俺と違い、魔術師の加護を有しているセレスティアは、将来有望な才女だった。

 ウェイン魔法学園に行くことを勧めたが、母親の負担を少しでも減らすために、と、セレスティアは冒険者になった。


「嘘だったら承知しないからね」


 パーティーメンバーのキャロルが俺に言う。キャロルもセレスティアと同じく魔術師の加護を宿している女だ。充実した装備を纏い、右目の近くに黒子のあり、釣り目がちだ。俺たちより幾分か年が上のため、戦闘経験が豊富で逆らうことが出来ない。

 赤と白で統一された装備に、気の強さが感じられる。

 キャロルは魔物と交戦中も常にサニスにべったりで、あまり魔法を使っている所を見たことがない。


「さすが、キャロルは良いこと言うぜ」

「もう、止めてよサニス」


 サニスはキャロルの肩を抱く。


「サニス~、こんなの放っといて早く魔物退治に行こうよ~」

「ぎゃははは、違いねぇ!」


 同じくパーティーメンバーである森族エルフの少女、メリアはサニスに近寄った。

 長く尖った耳に、顔に黒い円形の模様を描いている彼女の姿形からは、清廉潔白、高潔純潔を重んじる森族エルフの性質とは、少し変わった印象を与えられる。

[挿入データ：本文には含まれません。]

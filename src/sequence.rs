//! The two-capability sequence protocol and the algorithms derived from it.
//!
//! A type becomes a [`Sequence`] by answering two questions: how many items
//! it holds, and which item sits at a position. Iteration, reverse
//! iteration, random choice, membership and sorted traversal are free
//! functions written only against those capabilities, so they work for any
//! implementor.
//!
//! There is intentionally no `contains` capability: [`contains`] is a
//! sequential scan over [`iter`].

use crate::error::SequenceError;
use crate::slice::Slice;
use rand::Rng;
use std::iter::{FusedIterator, Rev};
use std::ops::{Range, RangeFrom, RangeFull, RangeTo};

/// Length query plus positional access.
pub trait Sequence {
    type Item;

    /// Number of items held.
    fn size(&self) -> usize;

    /// Item at `position`. Negative positions count from the end, so any
    /// position in `[-size, size)` is valid.
    ///
    /// Must succeed for every position in `[0, size)`; [`SeqIter`] relies on
    /// it to honour the length it reports.
    fn get(&self, position: isize) -> Result<&Self::Item, SequenceError>;

    /// Owned copies of the items a range specification enumerates.
    ///
    /// Bounds are clamped, so an out-of-range slice is empty rather than an
    /// error.
    fn get_slice(&self, slice: &Slice) -> Result<Vec<Self::Item>, SequenceError>
    where
        Self::Item: Clone,
    {
        slice
            .indices(self.size())?
            .map(|i| self.get(i as isize).cloned())
            .collect()
    }

    /// Single entry point taking either one position or a range.
    fn select<P>(&self, position: P) -> Result<Selection<'_, Self::Item>, SequenceError>
    where
        P: Into<Position>,
        Self::Item: Clone,
    {
        match position.into() {
            Position::Index(i) => self.get(i).map(Selection::One),
            Position::Slice(s) => self.get_slice(&s).map(Selection::Many),
        }
    }
}

/// Map a possibly negative position onto `[0, size)`.
pub fn resolve_position(position: isize, size: usize) -> Result<usize, SequenceError> {
    let resolved = if position < 0 {
        size.checked_sub(position.unsigned_abs())
    } else {
        Some(position as usize)
    };
    resolved
        .filter(|&i| i < size)
        .ok_or(SequenceError::IndexOutOfRange { position, size })
}

/// Argument to [`Sequence::select`].
#[derive(Debug, Clone, Copy, PartialEq, Eq)]
pub enum Position {
    Index(isize),
    Slice(Slice),
}

impl From<isize> for Position {
    fn from(i: isize) -> Self {
        Position::Index(i)
    }
}

impl From<Slice> for Position {
    fn from(s: Slice) -> Self {
        Position::Slice(s)
    }
}

impl From<Range<isize>> for Position {
    fn from(r: Range<isize>) -> Self {
        Position::Slice(r.into())
    }
}

impl From<RangeFrom<isize>> for Position {
    fn from(r: RangeFrom<isize>) -> Self {
        Position::Slice(r.into())
    }
}

impl From<RangeTo<isize>> for Position {
    fn from(r: RangeTo<isize>) -> Self {
        Position::Slice(r.into())
    }
}

impl From<RangeFull> for Position {
    fn from(r: RangeFull) -> Self {
        Position::Slice(r.into())
    }
}

/// Result of [`Sequence::select`].
#[derive(Debug, Clone, PartialEq, Eq)]
pub enum Selection<'a, T> {
    One(&'a T),
    Many(Vec<T>),
}

impl<T> Sequence for [T] {
    type Item = T;

    fn size(&self) -> usize {
        self.len()
    }

    fn get(&self, position: isize) -> Result<&T, SequenceError> {
        let index = resolve_position(position, self.len())?;
        <[T]>::get(self, index).ok_or(SequenceError::IndexOutOfRange { position, size: self.len() })
    }

    fn get_slice(&self, slice: &Slice) -> Result<Vec<T>, SequenceError>
    where
        T: Clone,
    {
        Ok(slice.indices(self.len())?.map(|i| self[i].clone()).collect())
    }
}

impl<T> Sequence for Vec<T> {
    type Item = T;

    fn size(&self) -> usize {
        self.len()
    }

    fn get(&self, position: isize) -> Result<&T, SequenceError> {
        Sequence::get(self.as_slice(), position)
    }

    fn get_slice(&self, slice: &Slice) -> Result<Vec<T>, SequenceError>
    where
        T: Clone,
    {
        Sequence::get_slice(self.as_slice(), slice)
    }
}

/// Lazy traversal driven only by `size` and `get`.
///
/// Double-ended, so `.rev()` gives the reverse order. Calling [`iter`]
/// again restarts from the front.
pub struct SeqIter<'a, S: ?Sized> {
    seq: &'a S,
    front: usize,
    back: usize,
}

impl<S: ?Sized> Clone for SeqIter<'_, S> {
    fn clone(&self) -> Self {
        Self { seq: self.seq, front: self.front, back: self.back }
    }
}

impl<'a, S: Sequence + ?Sized> Iterator for SeqIter<'a, S> {
    type Item = &'a S::Item;

    fn next(&mut self) -> Option<Self::Item> {
        if self.front >= self.back {
            return None;
        }
        let seq = self.seq;
        let item = seq.get(self.front as isize);
        debug_assert!(item.is_ok(), "get failed inside [0, size)");
        let item = item.ok()?;
        self.front += 1;
        Some(item)
    }

    fn size_hint(&self) -> (usize, Option<usize>) {
        let n = self.back - self.front;
        (n, Some(n))
    }
}

impl<S: Sequence + ?Sized> DoubleEndedIterator for SeqIter<'_, S> {
    fn next_back(&mut self) -> Option<Self::Item> {
        if self.front >= self.back {
            return None;
        }
        let seq = self.seq;
        let item = seq.get(self.back as isize - 1);
        debug_assert!(item.is_ok(), "get failed inside [0, size)");
        let item = item.ok()?;
        self.back -= 1;
        Some(item)
    }
}

impl<S: Sequence + ?Sized> ExactSizeIterator for SeqIter<'_, S> {}

impl<S: Sequence + ?Sized> FusedIterator for SeqIter<'_, S> {}

/// Forward traversal, positions `0..size`.
pub fn iter<S: Sequence + ?Sized>(seq: &S) -> SeqIter<'_, S> {
    SeqIter { seq, front: 0, back: seq.size() }
}

/// Traversal in exact reverse of [`iter`].
pub fn reversed<S: Sequence + ?Sized>(seq: &S) -> Rev<SeqIter<'_, S>> {
    iter(seq).rev()
}

/// One item chosen uniformly at random.
pub fn choice<'a, S, R>(seq: &'a S, rng: &mut R) -> Result<&'a S::Item, SequenceError>
where
    S: Sequence + ?Sized,
    R: Rng + ?Sized,
{
    let size = seq.size();
    if size == 0 {
        return Err(SequenceError::Empty);
    }
    let position = rng.random_range(0..size);
    tracing::debug!(position, size, "random choice");
    seq.get(position as isize)
}

/// Sequential scan for an item equal to `needle`, stopping at the first hit.
///
/// `needle` only needs to be comparable with the items, not of the same type.
pub fn contains<S, Q>(seq: &S, needle: &Q) -> bool
where
    S: Sequence + ?Sized,
    S::Item: PartialEq<Q>,
    Q: ?Sized,
{
    iter(seq).any(|item| item == needle)
}

/// All items sorted ascending by `key`. Equal keys keep their original
/// relative order.
pub fn sorted_by_key<S, K, F>(seq: &S, key: F) -> Vec<S::Item>
where
    S: Sequence + ?Sized,
    S::Item: Clone,
    K: Ord,
    F: FnMut(&S::Item) -> K,
{
    let mut items: Vec<S::Item> = iter(seq).cloned().collect();
    items.sort_by_key(key);
    items
}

 艶めかしい体をくねらせるメリアを、サニスは空いた手で抱く。


「おら、行くぞてめぇらぁ!」


 そしてサニスは突貫した。

 

「おい、まだ詳しい状況が!」

「詳しい状況なんていらねぇんだよ、このクズが! この俺の実力があったらなぁ!」


 そう言ってサニスは森の中を進んでいった。